The patient was evaluated clinically and radiographically 9 months after the injury. She reported moderate pain at full wrist extension and still is unable to go biking. The active range of wrist motion was 55° extension and 40° flexion (opposite side 80/70). Strength of the finger flexors (measured with a Jamar dynamometer, Asimov Engineering, Los Angeles, CA, USA) was 12 kp (opposite side 26 kp). Radiographs showed normal alignment of the carpus and consolidation of all fractured bones (Fig. 3).
Axial dislocations of the carpus are very rare and mostly caused by severe crush and open injuries to the hand [1–3]. First, Garcia-Elias et al.  described in 1989 a classification for these injuries pattern where three main groups were differentiated: an AU disruption type where the radial carpal column stays in anatomical position and the ulnar column displaces ulnary and proximally. In AR disruption type, the ulnar column stays in anatomical position and the radial column displaces proximally and radially. In a combined axial radial ulnar type, both columns are unstable and are displaced to their corresponding side . In the literature, there are approximately 72 reported cases of axial dislocations of the carpus. About 57% (n=40) were axial radial dislocations. Most of them (n=36) are transtrapezial or peritrapezial. A minority (n=5) are transscaphoidal [4, 6–8].

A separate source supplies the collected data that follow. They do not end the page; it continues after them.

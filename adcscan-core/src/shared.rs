//! State shared between the sampling interrupt and the foreground loop
//!
//! Single writer (the sampling handler), any number of readers. Every field
//! is one atomic word, so a reader sees either the old or the new value of a
//! slot, never a mix. There is no cross-slot consistency: a snapshot may
//! combine values from different firings.

use portable_atomic::{AtomicU16, AtomicU32, AtomicUsize, Ordering};

use crate::config::MAX_CHANNELS;

/// Tick counter plus one result slot per channel
pub struct SampleBuffer<const N: usize> {
    ticks: AtomicU32,
    results: [AtomicU16; N],
    refreshes: [AtomicU32; N],
    cursor: AtomicUsize,
    skipped: AtomicU32,
}

/// Tick counter and channel values read at (roughly) the same moment
#[derive(Debug, Clone, Copy, PartialEq, Eq)]
#[cfg_attr(feature = "defmt", derive(defmt::Format))]
pub struct Snapshot<const N: usize> {
    pub tick: u32,
    pub samples: [u16; N],
}

impl<const N: usize> SampleBuffer<N> {
    const CHANNELS_OK: () = assert!(
        N > 0 && N <= MAX_CHANNELS,
        "channel count must be between 1 and MAX_CHANNELS"
    );

    /// Create a zeroed buffer
    ///
    /// `const` so the firmware can place it in a `static`.
    pub const fn new() -> Self {
        #[allow(clippy::let_unit_value)]
        let () = Self::CHANNELS_OK;

        Self {
            ticks: AtomicU32::new(0),
            results: [const { AtomicU16::new(0) }; N],
            refreshes: [const { AtomicU32::new(0) }; N],
            cursor: AtomicUsize::new(0),
            skipped: AtomicU32::new(0),
        }
    }

    /// Number of channels in the scan
    pub const fn channels(&self) -> usize {
        N
    }

    /// Current tick count
    pub fn tick_count(&self) -> u32 {
        self.ticks.load(Ordering::Acquire)
    }

    /// Latest value of one channel
    pub fn sample(&self, channel: usize) -> Option<u16> {
        self.results
            .get(channel)
            .map(|slot| slot.load(Ordering::Acquire))
    }

    /// Latest value of every channel
    pub fn samples(&self) -> [u16; N] {
        core::array::from_fn(|ch| self.results[ch].load(Ordering::Acquire))
    }

    /// Read the tick counter, then every channel
    pub fn snapshot(&self) -> Snapshot<N> {
        let tick = self.tick_count();
        Snapshot {
            tick,
            samples: self.samples(),
        }
    }

    /// How often a channel has been stored
    pub fn refresh_count(&self, channel: usize) -> Option<u32> {
        self.refreshes
            .get(channel)
            .map(|count| count.load(Ordering::Relaxed))
    }

    /// Firings that left the buffer untouched because the conversion was busy
    pub fn skipped_count(&self) -> u32 {
        self.skipped.load(Ordering::Relaxed)
    }

    /// Channel currently converting
    pub fn cursor(&self) -> usize {
        self.cursor.load(Ordering::Acquire)
    }

    pub(crate) fn store(&self, channel: usize, value: u16) {
        if let (Some(slot), Some(count)) = (self.results.get(channel), self.refreshes.get(channel))
        {
            slot.store(value, Ordering::Release);
            count.store(count.load(Ordering::Relaxed).wrapping_add(1), Ordering::Relaxed);
        }
    }

    /// Advance the cursor and return the new channel
    pub(crate) fn advance_cursor(&self) -> usize {
        let next = (self.cursor.load(Ordering::Relaxed) + 1) % N;
        self.cursor.store(next, Ordering::Release);
        next
    }

    pub(crate) fn record_skip(&self) {
        let skipped = self.skipped.load(Ordering::Relaxed);
        self.skipped.store(skipped.wrapping_add(1), Ordering::Relaxed);
    }

    /// Bump the tick counter, wrapping on overflow
    pub(crate) fn tick(&self) -> u32 {
        self.ticks.fetch_add(1, Ordering::Release).wrapping_add(1)
    }

    #[cfg(test)]
    pub(crate) fn preset_ticks(&self, ticks: u32) {
        self.ticks.store(ticks, Ordering::Release);
    }
}

impl<const N: usize> Default for SampleBuffer<N> {
    fn default() -> Self {
        Self::new()
    }
}

#[cfg(test)]
mod tests {
    use super::*;

    #[test]
    fn test_new_buffer_is_zeroed() {
        let buffer: SampleBuffer<4> = SampleBuffer::new();
        assert_eq!(buffer.channels(), 4);
        assert_eq!(buffer.snapshot(), Snapshot { tick: 0, samples: [0; 4] });
        assert_eq!(buffer.cursor(), 0);
        assert_eq!(buffer.skipped_count(), 0);
        assert_eq!(buffer.refresh_count(3), Some(0));
    }

    #[test]
    fn test_out_of_range_channel() {
        let buffer: SampleBuffer<2> = SampleBuffer::new();
        buffer.store(2, 99);
        assert_eq!(buffer.sample(2), None);
        assert_eq!(buffer.refresh_count(2), None);
        assert_eq!(buffer.samples(), [0, 0]);
    }

    #[test]
    fn test_store_and_refresh_count() {
        let buffer: SampleBuffer<4> = SampleBuffer::new();
        buffer.store(1, 512);
        buffer.store(1, 513);
        assert_eq!(buffer.sample(1), Some(513));
        assert_eq!(buffer.refresh_count(1), Some(2));
        assert_eq!(buffer.refresh_count(0), Some(0));
    }

    #[test]
    fn test_cursor_wraps() {
        let buffer: SampleBuffer<3> = SampleBuffer::new();
        assert_eq!(buffer.advance_cursor(), 1);
        assert_eq!(buffer.advance_cursor(), 2);
        assert_eq!(buffer.advance_cursor(), 0);
    }

    #[test]
    fn test_tick_wraps() {
        let buffer: SampleBuffer<1> = SampleBuffer::new();
        buffer.preset_ticks(u32::MAX);
        assert_eq!(buffer.tick(), 0);
        assert_eq!(buffer.tick_count(), 0);
    }

    #[test]
    fn test_static_placement() {
        static BUFFER: SampleBuffer<4> = SampleBuffer::new();
        BUFFER.store(0, 7);
        assert_eq!(BUFFER.sample(0), Some(7));
    }
}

The postoperative outcome depends mainly on associated soft tissue injury. The delay of operative treatment seems not to be important. Excellent and good results can be expected in around 60% of the cases .
Among alpine skiing, carpal injuries are rare and make up only 2.2% of all hand injuries . Our case is a low energy, closed injury without any additional neurovascular or tendomuscular lesions. Because of this isolated dorsal–radial dislocation, there was no apparent enlarged intermetacarpal gap seen in the clinical examination. This might have delayed the diagnosis. The fracture and dislocation pattern is an axial radial disruption with a fracture running transtrapezial peritrapezoidal transcapital transmetacarpal III/IV which has, to our knowledge, not been described before. Nine months postoperatively, the patient showed a range of motion of 63% and strength of 46% compared to the opposite side. She complains about pain in maximal wrist extension and is slightly disturbed during her daily life and work as a housewife. She is still not yet able to go biking.
The present case shows that even a low energy trauma can cause a complex closed axial carpal dislocation in absence of any additional neurovascular or tendomuscular lesions. In this isolated dorsal–radial direction of dislocation, there is no obvious enlarged intermetacarpal gap visible. Careful clinical and radiological examination is essential for a correct and immediate treatment. In our case, the physiotherapy of the wrist should have been started earlier after the operation. Despite anatomical reposition and fixation, a delay of the treatment as well a delay of physiotherapy may have a negative impact of the result.